Firstrax, this is your best yet and you're damn good. :thumbsup: 

I laughed so hard my belly hurts. :cryin:


----------



## KayTee (Jun 24, 2006)

Now can you do that with Lance? Just once...please?


----------



## firstrax (Nov 13, 2001)

KayTee said:


> Now can you do that with Lance? Just once...please?

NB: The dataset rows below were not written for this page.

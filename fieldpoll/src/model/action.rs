use crate::model::{
    ActionClass, ChannelId, Dataset, DatasetId, MessageClass, NodeId, Payload, RepeatPolicy, Value,
};
use crate::types::DataRange;

/// One unit of wire work scheduled through the feed
#[derive(Clone, Debug, PartialEq)]
pub struct Action {
    /// dataset the action reads or writes
    pub dataset: DatasetId,
    /// node the action is sent to
    pub node: NodeId,
    /// kind of data
    pub class: MessageClass,
    /// read, write or status query
    pub action: ActionClass,
    /// how often it is dispatched
    pub repeat: RepeatPolicy,
    /// start address
    pub address: u16,
    /// addressing offset
    pub offset: u16,
    /// number of bits or registers
    pub length: u16,
    /// data of a write
    pub payload: Option<Payload>,
    /// result feeds device discovery
    pub internal: bool,
    /// number of times the action has been retried
    pub retries: u8,
}

impl Action {
    /// the action that polls `dataset`: a status read for status classes, the
    /// logical address assignment for enumeration, otherwise a plain read
    pub fn new(id: DatasetId, dataset: &Dataset) -> Self {
        let action = if dataset.class.is_status() {
            ActionClass::Status
        } else if dataset.class == MessageClass::SetLogicalAddress {
            ActionClass::Write
        } else {
            ActionClass::Read
        };
        Self {
            dataset: id,
            node: dataset.node,
            class: dataset.class,
            action,
            repeat: dataset.repeat,
            address: dataset.address,
            offset: dataset.offset,
            length: dataset.length,
            payload: None,
            internal: dataset.internal,
            retries: 0,
        }
    }

    /// the same action scheduled once more
    pub fn retry(&self) -> Self {
        Self {
            repeat: RepeatPolicy::Once,
            retries: self.retries.saturating_add(1),
            ..self.clone()
        }
    }

    /// address, offset and count on the wire
    pub fn range(&self) -> DataRange {
        DataRange::new(self.address, self.offset, self.length)
    }
}

impl std::fmt::Display for Action {
    fn fmt(&self, f: &mut std::fmt::Formatter) -> std::fmt::Result {
        write!(
            f,
            "{:?} {:?} {} {} ({})",
            self.action,
            self.class,
            self.node,
            self.dataset,
            self.range()
        )?;
        if self.retries > 0 {
            write!(f, " retry {}", self.retries)?;
        }
        Ok(())
    }
}

/// Result of a read, on its way to the dataset
#[derive(Clone, Debug, PartialEq, Eq)]
pub struct Message {
    /// dataset that was read
    pub dataset: DatasetId,
    /// data read
    pub payload: Payload,
    /// copied from the action
    pub internal: bool,
}

/// Typed value of one channel, reported to or written by the host
#[derive(Clone, Debug, PartialEq)]
#[cfg_attr(feature = "serialization", derive(serde::Serialize, serde::Deserialize))]
pub struct State {
    /// channel
    pub channel: ChannelId,
    /// value
    pub value: Value,
}

impl State {
    /// create a state
    pub fn new(channel: ChannelId, value: Value) -> Self {
        Self { channel, value }
    }
}

impl std::fmt::Display for State {
    fn fmt(&self, f: &mut std::fmt::Formatter) -> std::fmt::Result {
        write!(f, "{} = {}", self.channel, self.value)
    }
}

Just dont ask me to do Boonen. I'm sure the regulars here will put out a contract on me.


----------



## zeytin (May 15, 2004)

Good Call, Ok on Lance but don't go near Boonen! I was so taken aback by the love handles etc. I didn't even notice the sagging boobs-thanks... Nice work on the superwide.


----------



## kaotikgrl (Dec 14, 2006)

.....


----------



## il sogno (Jul 15, 2002)

kaotikgrl said:


> You could have seen both Bond and Penguins at the same time.


LOL, that's a good one!


----------



## KayTee (Jun 24, 2006)

*Thanks!*

:thumbsup: Oh, great job, firstrax! Maybe I'll put that up on the fridge in case DH needs his ego stoked, heh heh. Oh, no need to mess with Boonen...on anyone's account!


----------



## zeytin (May 15, 2004)

kaotikgrl said:


> You could have seen both Bond and Penguins at the same time.
> 
> License to Chill



Very nice! LMAO


----------



## baylor (Oct 1, 2003)

Ewwww. Just ewwww. Last time I went to Hawaii there were plenty of old men from the Northeast running around looking about like that if not worse because they didn't have the tan.


----------